We have shed light to the intriguing and counterintuitive phenomenon of post-injection seismicity. Some faults undergo stability improvement during injection because of compressional poromechanical stress induced by the expansion of fractures and intact rock caused by pressurization. After the stop of injection, pore pressure rapidly drops around the injection well, causing poromechanical stress relaxation and thus vanishing the stabilizing effect, which may lead to reactivation of those faults. As a result, bleeding-off the well may be contraindicated because the more pronounced pressure drop around the well further destabilizes distant faults.
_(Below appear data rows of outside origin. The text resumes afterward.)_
//! The four-stage run: purge, build, locate, sequence.

use serde::Serialize;

use crate::build::{self, BuildOutcome, BuildReport};
use crate::cleanup::{self, CleanupReport};
use crate::config::{PipelineConfig, Profile};
use crate::error::Result;
use crate::locate::{self, BinaryIndex};
use crate::process::ProcessRunner;
use crate::sequence::{self, StepOutcome};

#[derive(Debug, Clone, PartialEq, Eq, Serialize)]
#[serde(tag = "status", rename_all = "snake_case")]
pub enum RunOutcome {
    Succeeded,
    #[serde(rename_all = "camelCase")]
    BuildFailed { project: String, exit_code: i32 },
    #[serde(rename_all = "camelCase")]
    StepFailed {
        step: usize,
        executable: String,
        exit_code: i32,
    },
}

impl RunOutcome {
    /// Process exit code for this outcome. Failures carry the child's code
    /// unchanged.
    pub fn exit_code(&self) -> i32 {
        match self {
            RunOutcome::Succeeded => 0,
            RunOutcome::BuildFailed { exit_code, .. } => *exit_code,
            RunOutcome::StepFailed { exit_code, .. } => *exit_code,
        }
    }
}

#[derive(Debug, Clone, Serialize)]
#[serde(rename_all = "camelCase")]
pub struct RunReport {
    pub started_at: String,
    pub finished_at: String,
    pub profile: Profile,
    pub cleanup: CleanupReport,
    pub builds: BuildReport,
    /// Absent when a build failure stopped the run before discovery.
    #[serde(skip_serializing_if = "Option::is_none")]
    pub index: Option<BinaryIndex>,
    pub steps: Vec<StepOutcome>,
    pub outcome: RunOutcome,
}

impl RunReport {
    pub fn exit_code(&self) -> i32 {
        self.outcome.exit_code()
    }

    pub fn succeeded(&self) -> bool {
        self.outcome == RunOutcome::Succeeded
    }
}

/// A stage that finished, handed to the caller as soon as it is known.
#[derive(Debug, Clone, Copy)]
pub enum Stage<'a> {
    Cleaned(&'a CleanupReport),
    /// One build attempt, reported before any retry of it starts.
    BuildAttempt(&'a BuildOutcome),
    Built(&'a BuildReport),
    Located(&'a BinaryIndex),
}

/// Run the whole pipeline with no stage callback.
pub fn run(config: &PipelineConfig, runner: &dyn ProcessRunner) -> Result<RunReport> {
    run_with(config, runner, |_| {})
}

/// Run the whole pipeline, reporting each completed stage to `on_stage`.
///
/// A build whose retry fails ends the run with [`RunOutcome::BuildFailed`];
/// discovery and the command sequence never happen. A failing checked step
/// ends it with [`RunOutcome::StepFailed`]. Errors (missing binary, spawn
/// failure, strict cleanup failure) abort immediately.
pub fn run_with<F>(
    config: &PipelineConfig,
    runner: &dyn ProcessRunner,
    mut on_stage: F,
) -> Result<RunReport>
where
    F: FnMut(Stage<'_>),
{
    let started_at = timestamp();
    let utilities_root = config.utilities_root_path();

    log_status!("run", "Purging artifacts in {}", config.working_dir.display());
    let cleanup = cleanup::purge(&config.working_dir, &config.cleanup)?;
    on_stage(Stage::Cleaned(&cleanup));

    let builds = build::build_all_with(
        &config.utilities,
        &utilities_root,
        &config.build,
        runner,
        &mut |attempt| on_stage(Stage::BuildAttempt(attempt)),
    )?;
    on_stage(Stage::Built(&builds));

    if let Some(failure) = &builds.failure {
        let outcome = RunOutcome::BuildFailed {
            project: failure.project.clone(),
            exit_code: failure.exit_code,
        };
        return Ok(RunReport {
            started_at,
            finished_at: timestamp(),
            profile: config.profile,
            cleanup,
            builds,
            index: None,
            steps: Vec::new(),
            outcome,
        });
    }

    let index = locate::locate(&utilities_root, &config.executable_pattern)?;
    on_stage(Stage::Located(&index));

    let sequence = sequence::run_steps(&config.steps, &index, &config.working_dir, runner)?;

    let outcome = match sequence.failure {
        Some(failure) => RunOutcome::StepFailed {
            step: failure.step,
            executable: failure.executable,
            exit_code: failure.exit_code,
        },
        None => RunOutcome::Succeeded,
    };

    log_status!("run", "Finished with exit code {}", outcome.exit_code());

    Ok(RunReport {
        started_at,
        finished_at: timestamp(),
        profile: config.profile,
        cleanup,
        builds,
        index: Some(index),
        steps: sequence.steps,
        outcome,
    })
}

fn timestamp() -> String {
    chrono::Utc::now().to_rfc3339()
}
//! HTTP API for the Pinakos catalog.
//!
//! Exposes the search, filters-metadata, autocomplete, album, and health
//! endpoints over axum. All request validation errors surface as
//! `400 {"detail": "..."}`; missing entities as 404; permission problems
//! as 403 — fail-fast, never partial results.
//!
//! # Endpoints
//!
//! | Method | Path                        | Purpose                         |
//! |--------|-----------------------------|---------------------------------|
//! | POST   | `/search/`                  | Ranked, filtered artwork search |
//! | GET    | `/search/filters/`          | Static facet schema             |
//! | GET    | `/autocomplete/`            | Typed lookups                   |
//! | GET    | `/albums/`                  | Albums visible to the user      |
//! | POST   | `/albums/`                  | Create an album                 |
//! | GET    | `/albums/{id}/`             | Album details                   |
//! | POST   | `/albums/{id}/permissions/` | Replace the share list          |
//! | GET    | `/health`                   | Service state                   |
//!
//! The request user is taken from the `X-User` header (session handling
//! lives in front of this service); the request language from
//! `Accept-Language`.

pub mod config;
pub mod error;
pub mod extract;
pub mod project;
pub mod routes;
pub mod server;
pub mod state;

pub use config::Config;
pub use error::{ApiError, ApiResult};
pub use routes::router;
pub use server::serve;
pub use state::AppState;
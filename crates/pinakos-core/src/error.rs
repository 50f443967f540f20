//! Error taxonomy shared by all Pinakos crates.
//!
//! The variants mirror how failures surface at the API boundary: request
//! validation problems, missing entities, and insufficient permissions.
//! Errors are raised close to the point of detection and propagate
//! unmodified — there is no retry or silent recovery anywhere in the
//! pipeline.

use thiserror::Error;

/// Result type alias for Pinakos operations.
pub type Result<T> = std::result::Result<T, Error>;

/// Errors that can occur across the Pinakos crates.
#[derive(Error, Debug)]
#[non_exhaustive]
pub enum Error {
    /// A request parameter or filter payload failed validation.
    #[error("{0}")]
    Validation(String),

    /// A referenced entity does not exist.
    #[error("{kind} {id} not found")]
    NotFound {
        /// Entity kind, e.g. "artwork" or "album".
        kind: &'static str,
        /// Stringified identifier of the missing entity.
        id: String,
    },

    /// The acting user lacks the required ownership or permission.
    #[error("{0}")]
    PermissionDenied(String),

    /// An underlying I/O operation failed.
    #[error(transparent)]
    Io(#[from] std::io::Error),
}

impl Error {
    /// Create a validation error with the given message.
    pub fn validation(message: impl Into<String>) -> Self {
        Self::Validation(message.into())
    }

    /// Create a not-found error for the given entity kind and id.
    pub fn not_found(kind: &'static str, id: impl ToString) -> Self {
        Self::NotFound {
            kind,
            id: id.to_string(),
        }
    }

    /// Create a permission-denied error with the given message.
    pub fn permission(message: impl Into<String>) -> Self {
        Self::PermissionDenied(message.into())
    }

    /// Returns `true` if this is a validation error.
    pub fn is_validation(&self) -> bool {
        matches!(self, Self::Validation(_))
    }
}

// ============================================================================
// Tests
// ============================================================================
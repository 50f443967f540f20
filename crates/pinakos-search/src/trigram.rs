//! Trigram string similarity.
//!
//! The fuzzy half of the relevance score. Strings are folded and split
//! into words; each word is padded with two leading and one trailing
//! space before its three-character windows are extracted, so word
//! boundaries weigh in and no trigram spans two words. Similarity between
//! two trigram sets is their Jaccard coefficient.
//!
//! [`word_similarity`] compares a needle against the *most similar
//! contiguous run of words* of the haystack, which is what makes a
//! one-word query score highly against a long title containing that word.

use pinakos_core::text::normalize;
use std::collections::HashSet;

/// Similarity gate for autocomplete user lookups.
pub const SIMILARITY_THRESHOLD: f32 = 0.6;

fn words(text: &str) -> Vec<String> {
    normalize(text)
        .split(|c: char| !c.is_alphanumeric())
        .filter(|w| !w.is_empty())
        .map(String::from)
        .collect()
}

fn word_trigrams(word: &str) -> HashSet<String> {
    let padded: Vec<char> = format!("  {word} ").chars().collect();
    padded
        .windows(3)
        .map(|window| window.iter().collect())
        .collect()
}

/// The trigram set of a whole string (union over its words).
pub fn trigrams(text: &str) -> HashSet<String> {
    let mut set = HashSet::new();
    for word in words(text) {
        set.extend(word_trigrams(&word));
    }
    set
}

fn jaccard(a: &HashSet<String>, b: &HashSet<String>) -> f32 {
    let intersection = a.intersection(b).count();
    let union = a.len() + b.len() - intersection;
    if union == 0 {
        0.0
    } else {
        intersection as f32 / union as f32
    }
}

/// Jaccard similarity of the two strings' trigram sets.
pub fn similarity(a: &str, b: &str) -> f32 {
    jaccard(&trigrams(a), &trigrams(b))
}

/// Similarity between `needle` and the most similar contiguous word run
/// of `haystack`.
///
/// Returns 0.0 when either side has no trigrams.
pub fn word_similarity(needle: &str, haystack: &str) -> f32 {
    let needle_set = trigrams(needle);
    if needle_set.is_empty() {
        return 0.0;
    }

    let word_sets: Vec<HashSet<String>> = words(haystack)
        .iter()
        .map(|w| word_trigrams(w))
        .collect();
    if word_sets.is_empty() {
        return 0.0;
    }

    let mut best = 0.0f32;
    for start in 0..word_sets.len() {
        let mut extent: HashSet<String> = HashSet::new();
        for set in &word_sets[start..] {
            extent.extend(set.iter().cloned());
            best = best.max(jaccard(&needle_set, &extent));
        }
    }
    best
}

// ============================================================================
// Tests
// ============================================================================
We have identified geologic carbon storage as a technology with low induced seismicity risk, while deep geothermal systems have a larger potential to induce moderate earthquakes. The reason for this is that, in conventional geologic carbon storage, CO2 is injected into sedimentary rock, which are relatively deformable, whereas stiff, brittle crystalline rock is typically found at the depths necessary to find temperature high enough to generate electricity. The stiff crystalline basement accumulates more stress than the softer shallow sedimentary rock, making it critically stressed and prone to induce seismicity. By developing a state-of-the-art numerical model, we have been able to reproduce the spatio-temporal evolution of the monitored seismicity at the enhanced geothermal system of Basel. By developing a hybrid forecasting model that uses the effective stress changes computed numerically to estimate the seismicity rate and using statistical seismology, we have identified stimulation protocols that would have prevented the largest-magnitude earthquake after the stop of injection. We have also found that poromechanical stress changes significantly influenced the induced earthquake at Pohang, and that limiting the injection pressure would have improved fault stability in the post-injection period. To derisk geo-energies, we have advanced subsurface characterization of both porous and fractured rock interpreting laboratory experiments and by designing a long-term field test at the Mont Terri underground rock laboratory.